Bisnis

Amerika Serikat Jatuhkan Bermacam-macam Sanksi Baru, Lumpuhkan Mesin Perang Rusia

JAKARTA – Amerika Serikat telah terjadi membidik dunia usaha masa peperangan Rusia dengan paket sanksi baru yang dimaksud lebih tinggi luas berusaha mencapai sumber-sumber yang tersebut membantu menopang perjuangan Wilayah Moskow di tempat Ukraina.

Departemen Keuangan lalu Departemen Luar Negeri Amerika Serikat mengumumkan pada hari terakhir pekan (24/8), terkait pembatasan-pembatasan terhadap 400 individu lalu entitas di dalam seluruh dunia termasuk di tempat China, Turki juga Swiss.

“Rusia telah dilakukan mengubah ekonominya menjadi alat untuk melayani kompleks lapangan usaha militer Kremlin,” ujar Wakil Menteri Keuangan Wally Adeyemo pada siaran persnya diambil dari Business Insider, Hari Sabtu (24/8/2024).

“Perusahaan, lembaga keuangan, kemudian pemerintah pada seluruh dunia perlu menjamin bahwa mereka itu tak mengupayakan rantai pasokan bidang militer Rusia.”

Termasuk pada dalamnya adalah tindakan terhadap jaringan transnasional yang digunakan menyediakan amunisi, pasokan militer, dan juga komponen mesin dan juga listrik canggih bagi Rusia. Jaringan-jaringan ini juga membantu para oligarki Rusia menghindari pembatasan sebelumnya kemudian membantu satu perusahaan pencucian emas.
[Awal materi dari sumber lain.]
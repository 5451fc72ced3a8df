//! Chunked file comparison and content hashing
//!
//! Both operations stream the file in fixed 8 KiB chunks so arbitrarily
//! large files are handled without loading them into memory. The SHA-1
//! fingerprint produced by [`hash_file`] is the shared contract with the
//! duplicate-file finder, which indexes one tree by the same digest.

use anyhow::Result;
use sha1::{Digest, Sha1};
use std::fs::File;
use std::io::Read;
use std::path::Path;

/// Files are read in increments of 8 KiB when comparing or hashing.
pub const CHUNK_SIZE: usize = 8 * 1024;

/// SHA-1 digest over a file's entire byte stream.
///
/// Acts as a content-identity fingerprint: two regular files with the same
/// `ContentHash` are treated as having identical content when matching
/// removed files against added files for rename detection.
#[derive(Debug, Clone, Copy, PartialEq, Eq, Hash)]
pub struct ContentHash([u8; 20]);

impl ContentHash {
    pub fn as_bytes(&self) -> &[u8; 20] {
        &self.0
    }
}

/// Compare two files byte by byte, returning `true` only when both streams
/// are exhausted simultaneously with every chunk equal.
///
/// A short chunk on one side while the other still has data counts as a
/// mismatch, so files of different length never compare equal. I/O failures
/// on either side propagate; both handles are closed on every exit path.
pub fn contents_equal(path_a: &Path, path_b: &Path) -> Result<bool> {
    let mut file_a = File::open(path_a)?;
    let mut file_b = File::open(path_b)?;

    let mut chunk_a = [0u8; CHUNK_SIZE];
    let mut chunk_b = [0u8; CHUNK_SIZE];

    loop {
        let len_a = fill_chunk(&mut file_a, &mut chunk_a)?;
        let len_b = fill_chunk(&mut file_b, &mut chunk_b)?;

        if chunk_a[..len_a] != chunk_b[..len_b] {
            return Ok(false);
        }

        if len_a == 0 {
            return Ok(true);
        }
    }
}

/// Stream a file through SHA-1 and return the final digest.
pub fn hash_file(path: &Path) -> Result<ContentHash> {
    let mut file = File::open(path)?;
    let mut hasher = Sha1::new();
    let mut chunk = [0u8; CHUNK_SIZE];

    loop {
        let read = file.read(&mut chunk)?;
        if read == 0 {
            break;
        }
        hasher.update(&chunk[..read]);
    }

    Ok(ContentHash(hasher.finalize().into()))
}

// Read until the chunk is full or the stream ends, so a partial read from
// the OS is never mistaken for end-of-file.
fn fill_chunk(reader: &mut impl Read, chunk: &mut [u8]) -> Result<usize> {
    let mut filled = 0;

    while filled < chunk.len() {
        let read = reader.read(&mut chunk[filled..])?;
        if read == 0 {
            break;
        }
        filled += read;
    }

    Ok(filled)
}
Di Rusia, perusahaan-perusahaan TI kemudian perangkat lunak yang penting bagi sektor keuangan negara juga menjadi sasaran dan juga pembatasan pendapatan dari logam lalu pertambangan juga diperluas. Dengan pertempuran di tempat negeri Ukraina yang berlarut-larut hingga tahun ketiga penelitian menemukan bahwa kementerian pertahanan Rusia terus mengakses peralatan yang digunakan dibutuhkan melalui bursa barang bekas mengandalkan perusahaan-perusahaan yang dimaksud tidak ada jelas untuk mendapatkan produk-produk penting. Pasar luar negeri semakin berfungsi sebagai jalur penyelamat bagi Kremlin, juga Barat tiada berhenti di upayanya untuk mengakhiri hal ini.

Pada Desember 2023, sebuah perintah eksekutif memberi Departemen Keuangan Amerika Serikat kekuatan baru untuk mengurangi sanksi sekunder pada lembaga keuangan yang mana bekerja serupa dengan Rusia. Hal itu sudah pernah menunjukkan hasil seperti di dalam China sebuah laporan baru-baru ini menemukan bahwa hampir semua bank Tiongkok sekarang menolak pembayaran dari Rusia, sehingga menghambat kemampuan Kremlin untuk menghindari sanksi.

Menurut data perdagangan yang digunakan dikutipkan oleh Financial Times, ekspor yang tersebut terkait dengan pertempuran dari China lalu Turki ke Rusia telah lama turun secara dramatis sejak perintah Desember. Ekspor barang-barang prioritas tinggi dari China turun dari USD421 jt menjadi USD212 jt antara bulan Desember kemudian Februari.

Departemen Keuangan kemungkinan besar tidak ada akan berhenti sampai di area situ. Adeyemo mengungkapkan untuk outlet yang disebutkan bahwa Negeri Paman Sam siap untuk mengancam sanksi sekunder terhadap negara-negara yang digunakan menjadi tuan rumah cabang bank Rusia.